Kevin Shaw, from Coffee Beanery, spoke with this morning’s 16 members about coffee, his coffee, and his business. Started by Kevin’s parents with $75 and enthusiasm under a different name in 1968, the business has expanded to 60 domestic location and 30 international locations and roasts/packages 30 “straight” (unflavored) coffees, 4-6 flavored coffees, and 24 “Singlicious” (their version of “K-cup” for single-cup users) options in their 50,000 square foot Pierson Road plant. This amounts to approximately one million pounds per of beans picked by hand off bushes that each produce one pound per year in four seasonal picks per year. He explained how CB coffee is decaffeinated using a Swiss water process which does not alter that flavor of the coffee, ane he noted the differences among various “roasts” of coffee as well as Robusta and Arabica bean types. By the end of his presentation, although Kevin is not a “coffee snob” himself, he may have created several!
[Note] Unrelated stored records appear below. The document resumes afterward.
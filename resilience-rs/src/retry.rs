//! # Retry Mechanism
//!
//! Bounded retries with exponential backoff. Only failures whose category
//! is retryable are attempted again; everything else, an exhausted budget or
//! an open circuit goes to the caller's fallback together with the failure
//! that caused it.

use std::future::Future;
use std::sync::Arc;
use std::time::Duration;

use metrics::{counter, histogram};
use rand::Rng;
use serde::{Deserialize, Serialize};
use tokio::time::{sleep, Instant};
use tracing::{debug, info, warn};

use crate::circuit_breaker::{BreakerConfig, CircuitBreaker};
use crate::classification::classify_failure;
use crate::types::{ErrorKind, Failure};

/// Configuration for a retry policy
#[derive(Debug, Clone, PartialEq, Serialize, Deserialize)]
#[serde(default)]
pub struct RetryConfig {
    /// Total attempts, including the first one
    pub max_attempts: u32,
    /// Delay before the second attempt
    pub initial_delay_ms: u64,
    /// Growth factor between consecutive delays
    pub backoff_multiplier: f64,
    /// Upper bound for any single delay
    pub max_delay_ms: u64,
    /// Random spread (0.0 - 1.0) applied around each delay; 0 keeps delays exact
    pub jitter_factor: f64,
}

impl Default for RetryConfig {
    fn default() -> Self {
        Self {
            max_attempts: 3,
            initial_delay_ms: 100,
            backoff_multiplier: 2.0,
            max_delay_ms: 30_000,
            jitter_factor: 0.0,
        }
    }
}

impl RetryConfig {
    /// Delay after failed attempt `attempt` (1-based):
    /// `min(initial * multiplier^(attempt-1), max)`
    pub fn delay_for_attempt(&self, attempt: u32) -> Duration {
        let exponent = attempt.saturating_sub(1) as i32;
        let raw_ms = self.initial_delay_ms as f64 * self.backoff_multiplier.powi(exponent);
        let capped_ms = raw_ms.min(self.max_delay_ms as f64);
        Duration::from_millis(capped_ms as u64)
    }

    fn backoff(&self, attempt: u32) -> Duration {
        let delay = self.delay_for_attempt(attempt);
        if self.jitter_factor <= 0.0 || delay.is_zero() {
            return delay;
        }

        let spread = self.jitter_factor.min(1.0);
        let factor = rand::thread_rng().gen_range((1.0 - spread)..=(1.0 + spread));
        delay
            .mul_f64(factor)
            .min(Duration::from_millis(self.max_delay_ms))
    }
}

/// Runs operations with retries, optionally guarded by a circuit breaker
#[derive(Debug, Clone, Default)]
pub struct RetryExecutor {
    breaker: Option<Arc<CircuitBreaker>>,
    breaker_config: BreakerConfig,
}

impl RetryExecutor {
    /// Creates an executor without a circuit breaker
    pub fn new() -> Self {
        Self::default()
    }

    /// Creates an executor that consults `breaker`, keyed by operation id,
    /// before every attempt
    pub fn with_circuit_breaker(breaker: Arc<CircuitBreaker>, breaker_config: BreakerConfig) -> Self {
        Self {
            breaker: Some(breaker),
            breaker_config,
        }
    }

    /// Runs `operation` until it succeeds or the policy gives up, in which
    /// case the result of `fallback` is returned
    pub async fn execute_with_retry<F, Fut, T, FB, FbFut>(
        &self,
        operation_id: &str,
        mut operation: F,
        fallback: FB,
        config: &RetryConfig,
    ) -> T
    where
        F: FnMut() -> Fut,
        Fut: Future<Output = Result<T, Failure>>,
        FB: FnOnce(Failure) -> FbFut,
        FbFut: Future<Output = T>,
    {
        let max_attempts = config.max_attempts.max(1);
        let started = Instant::now();
        let mut attempt = 0;

        let failure = loop {
            attempt += 1;
            counter!("retry.attempts", 1, "operation" => operation_id.to_string());

            let result = match &self.breaker {
                Some(breaker) => {
                    breaker
                        .call(operation_id, || operation(), &self.breaker_config)
                        .await
                }
                None => operation().await,
            };

            let failure = match result {
                Ok(value) => {
                    if attempt > 1 {
                        info!(
                            operation = %operation_id,
                            attempt = %attempt,
                            duration_ms = %started.elapsed().as_millis(),
                            "Operation succeeded after retries"
                        );
                    }
                    counter!("retry.success", 1, "operation" => operation_id.to_string());
                    histogram!("retry.attempts_used", attempt as f64);
                    return value;
                }
                Err(failure) => failure,
            };

            if failure.kind == ErrorKind::CircuitOpen {
                debug!(operation = %operation_id, attempt = %attempt, "Circuit open, skipping retries");
                break failure;
            }

            let classification = classify_failure(&failure);
            if !classification.category.is_retryable() {
                debug!(
                    operation = %operation_id,
                    category = %classification.category,
                    error = %failure,
                    "Failure is not retryable"
                );
                break failure;
            }

            if attempt >= max_attempts {
                warn!(
                    operation = %operation_id,
                    attempts = %attempt,
                    duration_ms = %started.elapsed().as_millis(),
                    error = %failure,
                    "Giving up after retries"
                );
                counter!("retry.exhausted", 1, "operation" => operation_id.to_string());
                break failure;
            }

            if let Some(breaker) = &self.breaker {
                if breaker.is_open(operation_id) {
                    debug!(operation = %operation_id, attempt = %attempt, "Circuit opened, skipping backoff");
                    break Failure::circuit_open(operation_id);
                }
            }

            let delay = config.backoff(attempt);
            debug!(
                operation = %operation_id,
                attempt = %attempt,
                max_attempts = %max_attempts,
                backoff_ms = %delay.as_millis(),
                error = %failure,
                "Retrying after error"
            );
            sleep(delay).await;
        };

        histogram!("retry.attempts_used", attempt as f64);
        fallback(failure.context("attempts", attempt)).await
    }
}
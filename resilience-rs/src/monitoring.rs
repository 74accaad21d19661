//! # Monitoring
//!
//! Metric sink abstraction used for per-failure metrics, a sink forwarding
//! into the `metrics` facade, and the Prometheus exporter installer.

use std::collections::BTreeMap;
use std::net::SocketAddr;
use std::sync::{Mutex, PoisonError};

use async_trait::async_trait;
use chrono::{DateTime, Utc};
use metrics::{Key, Label};
use metrics_exporter_prometheus::PrometheusBuilder;
use serde::{Deserialize, Serialize};
use thiserror::Error;
use tracing::info;

use crate::types::{ResilienceError, Result};

/// Errors reported by a metric sink
#[derive(Debug, Clone, PartialEq, Eq, Error)]
pub enum SinkError {
    #[error("metric sink is shutting down")]
    ShuttingDown,

    #[error("metric delivery failed: {0}")]
    Delivery(String),
}

/// Unit of a metric value
#[derive(Debug, Clone, Copy, PartialEq, Eq, Serialize, Deserialize)]
pub enum MetricUnit {
    Count,
    Milliseconds,
    Seconds,
    None,
}

/// A single metric observation
#[derive(Debug, Clone, PartialEq, Serialize, Deserialize)]
pub struct MetricDatum {
    pub namespace: String,
    pub name: String,
    pub value: f64,
    pub unit: MetricUnit,
    pub timestamp: DateTime<Utc>,
    pub dimensions: BTreeMap<String, String>,
}

impl MetricDatum {
    /// A count of one, timestamped now
    pub fn count<N: Into<String>, M: Into<String>>(namespace: N, name: M) -> Self {
        Self {
            namespace: namespace.into(),
            name: name.into(),
            value: 1.0,
            unit: MetricUnit::Count,
            timestamp: Utc::now(),
            dimensions: BTreeMap::new(),
        }
    }

    pub fn dimension<K: Into<String>, V: Into<String>>(mut self, key: K, value: V) -> Self {
        self.dimensions.insert(key.into(), value.into());
        self
    }
}

/// Destination for metric observations
#[async_trait]
pub trait MetricSink: Send + Sync {
    async fn put_metric(&self, datum: MetricDatum) -> std::result::Result<(), SinkError>;
}

/// Forwards observations to the global `metrics` recorder as counters
/// (for `Count`) or histograms, named `<namespace>.<name>`
#[derive(Debug, Clone, Copy, Default)]
pub struct RecorderSink;

#[async_trait]
impl MetricSink for RecorderSink {
    async fn put_metric(&self, datum: MetricDatum) -> std::result::Result<(), SinkError> {
        let labels: Vec<Label> = datum
            .dimensions
            .into_iter()
            .map(|(k, v)| Label::new(k, v))
            .collect();
        let key = Key::from_parts(format!("{}.{}", datum.namespace, datum.name), labels);

        let recorder = metrics::recorder();
        match datum.unit {
            MetricUnit::Count => recorder.register_counter(&key).increment(datum.value.max(0.0) as u64),
            _ => recorder.register_histogram(&key).record(datum.value),
        }
        Ok(())
    }
}

/// Keeps every observation in memory
#[derive(Debug, Default)]
pub struct InMemoryMetricSink {
    recorded: Mutex<Vec<MetricDatum>>,
}

impl InMemoryMetricSink {
    pub fn new() -> Self {
        Self::default()
    }

    /// Observations received so far
    pub fn recorded(&self) -> Vec<MetricDatum> {
        self.recorded
            .lock()
            .unwrap_or_else(PoisonError::into_inner)
            .clone()
    }

    /// Observations with the given metric name
    pub fn named(&self, name: &str) -> Vec<MetricDatum> {
        self.recorded().into_iter().filter(|d| d.name == name).collect()
    }
}

#[async_trait]
impl MetricSink for InMemoryMetricSink {
    async fn put_metric(&self, datum: MetricDatum) -> std::result::Result<(), SinkError> {
        self.recorded
            .lock()
            .unwrap_or_else(PoisonError::into_inner)
            .push(datum);
        Ok(())
    }
}

/// Metrics settings
#[derive(Debug, Clone, PartialEq, Serialize, Deserialize)]
#[serde(default)]
pub struct MetricsConfig {
    /// Whether per-failure metrics are emitted at all
    pub enabled: bool,
    /// Namespace for emitted metrics
    pub namespace: String,
    /// Address for the Prometheus scrape endpoint; none disables the exporter
    pub prometheus_listen: Option<String>,
}

impl Default for MetricsConfig {
    fn default() -> Self {
        Self {
            enabled: true,
            namespace: "UserJourneyAnalytics".to_string(),
            prometheus_listen: None,
        }
    }
}

/// Installs the Prometheus exporter as the global `metrics` recorder
///
/// Does nothing when no listen address is configured. Must be called from
/// within a tokio runtime.
pub fn init_metrics_exporter(config: &MetricsConfig) -> Result<()> {
    let Some(listen) = &config.prometheus_listen else {
        return Ok(());
    };

    let addr: SocketAddr = listen
        .parse()
        .map_err(|e| ResilienceError::InvalidConfig(format!("metrics.prometheus_listen {}: {}", listen, e)))?;

    PrometheusBuilder::new()
        .with_http_listener(addr)
        .install()
        .map_err(|e| ResilienceError::Metrics(e.to_string()))?;

    info!(listen = %addr, "Prometheus exporter installed");
    Ok(())
}

#[cfg(test)]
mod tests {
    use super::*;

    #[tokio::test]
    async fn test_in_memory_sink_records() {
        let sink = InMemoryMetricSink::new();
        sink.put_metric(
            MetricDatum::count("UserJourneyAnalytics", "ErrorCount")
                .dimension("Component", "ingest")
                .dimension("Operation", "parse"),
        )
        .await
        .unwrap();

        let recorded = sink.named("ErrorCount");
        assert_eq!(recorded.len(), 1);
        assert_eq!(recorded[0].value, 1.0);
        assert_eq!(recorded[0].dimensions["Component"], "ingest");
    }

    #[tokio::test]
    async fn test_recorder_sink_without_recorder() {
        // No global recorder installed: the noop recorder swallows the datum
        let result = RecorderSink
            .put_metric(MetricDatum::count("ns", "name").dimension("k", "v"))
            .await;
        assert!(result.is_ok());
    }

    #[test]
    fn test_exporter_disabled_without_address() {
        assert!(init_metrics_exporter(&MetricsConfig::default()).is_ok());
    }

    #[test]
    fn test_exporter_rejects_bad_address() {
        let config = MetricsConfig {
            prometheus_listen: Some("not-an-address".to_string()),
            ..MetricsConfig::default()
        };
        assert!(matches!(
            init_metrics_exporter(&config),
            Err(ResilienceError::InvalidConfig(_))
        ));
    }
}
use chrono::{DateTime, Utc};
use dashmap::DashMap;
use serde::{Deserialize, Serialize};
use serde_json::{json, Value};
use tokio::time::Instant;
use tracing::{debug, error, info, warn};

use crate::circuit_breaker::{BreakerConfig, CircuitBreaker};
use crate::classification::{classify_failure, ErrorCategory, Severity};
use crate::lifecycle::ShutdownSignal;
use crate::logging::{current_correlation_id, generate_correlation_id};
use crate::monitoring::{MetricDatum, MetricSink, MetricsConfig};
use crate::queue::{QueueClient, SendRequest};
use crate::reporting::{Alert, AlertLevel, AlertSink, AlertingConfig};
use crate::retry::{RetryConfig, RetryExecutor};
use crate::sanitization::{sanitize_context, sanitize_message};
use crate::types::Failure;

/// Result of handling one failure
#[derive(Debug, Clone, PartialEq, Serialize, Deserialize)]
pub struct ErrorResponse {
    /// `component:operation`
    pub error_key: String,
    pub category: ErrorCategory,
    pub severity: Severity,
    /// Sanitized failure message
    pub message: String,
    pub timestamp: DateTime<Utc>,
    /// Sanitized caller context
    pub context: Value,
    pub correlation_id: String,
}

/// What became of a failed data-processing event
#[derive(Debug, Clone, Copy, PartialEq, Eq, Serialize, Deserialize)]
pub enum DataProcessingOutcome {
    /// A retry of the caller's processing succeeded
    Reprocessed,
    /// The event was appended to the dead-letter queue
    DeadLettered,
    /// No dead-letter queue accepted the event; it is only logged
    Dropped,
}

/// Aggregated failures for one `component:operation`
#[derive(Debug, Clone)]
struct ErrorMetrics {
    count: u64,
    last_occurrence: DateTime<Utc>,
    error_types: HashMap<String, u64>,
    recent: VecDeque<Instant>,
}
//! # Queue Client
//!
//! The boundary to the external at-least-once queue that holds dead-lettered
//! work and receives retries, plus an in-process implementation for tests
//! and local runs.

use std::collections::{HashMap, VecDeque};
use std::sync::atomic::{AtomicBool, Ordering};
use std::sync::{Mutex, MutexGuard, PoisonError};
use std::time::Duration;

use async_trait::async_trait;
use serde::{Deserialize, Serialize};
use thiserror::Error;
use uuid::Uuid;

/// Errors reported by a queue client
#[derive(Debug, Clone, PartialEq, Eq, Error)]
pub enum QueueError {
    /// The client or its runtime is shutting down; callers treat this as a
    /// silent no-op
    #[error("queue client is shutting down")]
    ShuttingDown,

    #[error("unknown receipt handle {0}")]
    UnknownReceipt(String),

    #[error("queue transport error: {0}")]
    Transport(String),
}

/// A message received from a queue
#[derive(Debug, Clone, PartialEq, Serialize, Deserialize)]
pub struct QueueMessage {
    pub message_id: String,
    /// Handle used to acknowledge (delete) this delivery
    pub receipt_handle: String,
    pub body: String,
    pub attributes: HashMap<String, String>,
}

/// A message to enqueue
#[derive(Debug, Clone, PartialEq, Serialize, Deserialize)]
pub struct SendRequest {
    pub body: String,
    pub delay_seconds: u32,
    pub attributes: HashMap<String, String>,
}

/// Client for an at-least-once queue with visibility semantics
#[async_trait]
pub trait QueueClient: Send + Sync {
    /// Receives up to `max_messages`, waiting at most `wait` for the first
    async fn receive(
        &self,
        queue_url: &str,
        max_messages: usize,
        wait: Duration,
    ) -> Result<Vec<QueueMessage>, QueueError>;

    /// Acknowledges a delivery so it is not redelivered
    async fn delete(&self, queue_url: &str, receipt_handle: &str) -> Result<(), QueueError>;

    /// Enqueues a message and returns its id
    async fn send(&self, queue_url: &str, request: SendRequest) -> Result<String, QueueError>;
}

/// A message held by [`InMemoryQueue`]
#[derive(Debug, Clone, PartialEq)]
pub struct StoredMessage {
    pub message_id: String,
    pub body: String,
    pub delay_seconds: u32,
    pub attributes: HashMap<String, String>,
    pub receive_count: u32,
}

#[derive(Debug, Default)]
struct QueueState {
    ready: VecDeque<StoredMessage>,
    in_flight: HashMap<String, StoredMessage>,
}

/// In-process queue keyed by URL
///
/// Delays are recorded on the stored message but not enforced. Received
/// messages stay in flight until deleted or until
/// [`release_in_flight`](Self::release_in_flight) simulates an expired
/// visibility timeout.
#[derive(Debug, Default)]
pub struct InMemoryQueue {
    queues: Mutex<HashMap<String, QueueState>>,
    shutting_down: AtomicBool,
    reject_sends: AtomicBool,
}

impl InMemoryQueue {
    pub fn new() -> Self {
        Self::default()
    }

    fn lock(&self) -> MutexGuard<'_, HashMap<String, QueueState>> {
        self.queues.lock().unwrap_or_else(PoisonError::into_inner)
    }

    fn check_running(&self) -> Result<(), QueueError> {
        if self.shutting_down.load(Ordering::SeqCst) {
            return Err(QueueError::ShuttingDown);
        }
        Ok(())
    }

    /// Places a message directly on a queue, as a producer would
    pub fn push<S: Into<String>>(&self, queue_url: &str, body: S, attributes: HashMap<String, String>) -> String {
        let message_id = Uuid::new_v4().to_string();
        self.lock()
            .entry(queue_url.to_string())
            .or_default()
            .ready
            .push_back(StoredMessage {
                message_id: message_id.clone(),
                body: body.into(),
                delay_seconds: 0,
                attributes,
                receive_count: 0,
            });
        message_id
    }

    /// Messages waiting to be received
    pub fn ready_messages(&self, queue_url: &str) -> Vec<StoredMessage> {
        self.lock()
            .get(queue_url)
            .map(|q| q.ready.iter().cloned().collect())
            .unwrap_or_default()
    }

    /// Number of received but unacknowledged messages
    pub fn in_flight_count(&self, queue_url: &str) -> usize {
        self.lock().get(queue_url).map(|q| q.in_flight.len()).unwrap_or(0)
    }

    /// Makes every unacknowledged delivery visible again
    pub fn release_in_flight(&self, queue_url: &str) {
        if let Some(queue) = self.lock().get_mut(queue_url) {
            let released: Vec<StoredMessage> = queue.in_flight.drain().map(|(_, m)| m).collect();
            queue.ready.extend(released);
        }
    }

    /// Puts the client into the shutting-down state
    pub fn shutdown(&self) {
        self.shutting_down.store(true, Ordering::SeqCst);
    }

    /// Makes subsequent sends fail with a transport error while set
    pub fn set_reject_sends(&self, reject: bool) {
        self.reject_sends.store(reject, Ordering::SeqCst);
    }
}

#[async_trait]
impl QueueClient for InMemoryQueue {
    async fn receive(
        &self,
        queue_url: &str,
        max_messages: usize,
        _wait: Duration,
    ) -> Result<Vec<QueueMessage>, QueueError> {
        self.check_running()?;

        let mut queues = self.lock();
        let queue = queues.entry(queue_url.to_string()).or_default();
        let mut delivered = Vec::new();

        while delivered.len() < max_messages {
            let Some(mut stored) = queue.ready.pop_front() else {
                break;
            };
            stored.receive_count += 1;
            let receipt_handle = Uuid::new_v4().to_string();
            delivered.push(QueueMessage {
                message_id: stored.message_id.clone(),
                receipt_handle: receipt_handle.clone(),
                body: stored.body.clone(),
                attributes: stored.attributes.clone(),
            });
            queue.in_flight.insert(receipt_handle, stored);
        }

        Ok(delivered)
    }

    async fn delete(&self, queue_url: &str, receipt_handle: &str) -> Result<(), QueueError> {
        self.check_running()?;

        self.lock()
            .get_mut(queue_url)
            .and_then(|queue| queue.in_flight.remove(receipt_handle))
            .map(|_| ())
            .ok_or_else(|| QueueError::UnknownReceipt(receipt_handle.to_string()))
    }

    async fn send(&self, queue_url: &str, request: SendRequest) -> Result<String, QueueError> {
        self.check_running()?;
        if self.reject_sends.load(Ordering::SeqCst) {
            return Err(QueueError::Transport(format!("send to {} rejected", queue_url)));
        }

        let message_id = Uuid::new_v4().to_string();
        self.lock()
            .entry(queue_url.to_string())
            .or_default()
            .ready
            .push_back(StoredMessage {
                message_id: message_id.clone(),
                body: request.body,
                delay_seconds: request.delay_seconds,
                attributes: request.attributes,
                receive_count: 0,
            });
        Ok(message_id)
    }
}

#[cfg(test)]
mod tests {
    use super::*;

    const URL: &str = "memory://dlq";

    #[tokio::test]
    async fn test_receive_and_delete() {
        let queue = InMemoryQueue::new();
        queue.push(URL, "one", HashMap::new());
        queue.push(URL, "two", HashMap::new());
        queue.push(URL, "three", HashMap::new());

        let batch = queue.receive(URL, 2, Duration::from_secs(5)).await.unwrap();
        assert_eq!(batch.len(), 2);
        assert_eq!(batch[0].body, "one");
        assert_eq!(queue.in_flight_count(URL), 2);
        assert_eq!(queue.ready_messages(URL).len(), 1);

        queue.delete(URL, &batch[0].receipt_handle).await.unwrap();
        assert_eq!(queue.in_flight_count(URL), 1);

        let again = queue.delete(URL, &batch[0].receipt_handle).await;
        assert!(matches!(again, Err(QueueError::UnknownReceipt(_))));
    }

    #[tokio::test]
    async fn test_release_redelivers() {
        let queue = InMemoryQueue::new();
        let id = queue.push(URL, "payload", HashMap::new());

        let first = queue.receive(URL, 10, Duration::ZERO).await.unwrap();
        queue.release_in_flight(URL);
        let second = queue.receive(URL, 10, Duration::ZERO).await.unwrap();

        assert_eq!(first[0].message_id, id);
        assert_eq!(second[0].message_id, id);
        assert_ne!(first[0].receipt_handle, second[0].receipt_handle);
    }

    #[tokio::test]
    async fn test_send_records_delay_and_attributes() {
        let queue = InMemoryQueue::new();
        let mut attributes = HashMap::new();
        attributes.insert("RetryCount".to_string(), "1".to_string());

        queue
            .send(
                "memory://retry",
                SendRequest {
                    body: "{}".to_string(),
                    delay_seconds: 60,
                    attributes,
                },
            )
            .await
            .unwrap();

        let ready = queue.ready_messages("memory://retry");
        assert_eq!(ready.len(), 1);
        assert_eq!(ready[0].delay_seconds, 60);
        assert_eq!(ready[0].attributes["RetryCount"], "1");
    }

    #[tokio::test]
    async fn test_shutdown_and_rejected_sends() {
        let queue = InMemoryQueue::new();
        queue.set_reject_sends(true);
        let request = SendRequest {
            body: "x".to_string(),
            delay_seconds: 0,
            attributes: HashMap::new(),
        };
        assert!(matches!(
            queue.send(URL, request.clone()).await,
            Err(QueueError::Transport(_))
        ));

        queue.shutdown();
        assert_eq!(
            queue.receive(URL, 1, Duration::ZERO).await,
            Err(QueueError::ShuttingDown)
        );
        assert_eq!(queue.send(URL, request).await, Err(QueueError::ShuttingDown));
    }
}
To open the meeting, President Phil Holmblade asked Ron Ballard to lead in the Pledge of Allegiance and Jack Proffitt to say grace. After word of Art Ridley‘s impending surgery (tomorrow) for an aortic aneurysm, discussion of the desirability of contacting regular $5K Raffle ticket purchasers about the rescheduling to March 26, 2020 occurred. (Former member and strong raffle seller Bob Hale has been informed.) We also talked about the upcoming Widder Golf outing, with 5 teams and 10 hole sponsors for the September 14 date.
After that, King Jeff Dennings began fining the entire Club in a series of “fundraisers”, Steve Schlott fined all those not participating in the Crim events this week and was fined himself for attempting to evade fines with the flimsy excuse of retrieving Art Ridley’s “Get Well” card from the car. Greg Hilliker paid a fine “for making our King look like a moron” and Bill Hentgen and Jim Reigle paid fines for wearing Hawaiian clothing and not speaking the language, after which Ken Cullen paid a price for Bill’s knowing at least one Hawaiian term identified by John Losinski. When the laughter subsided, Speaker Chair Greg Hilliker introduced Kevin Shaw and coffee kept us alert.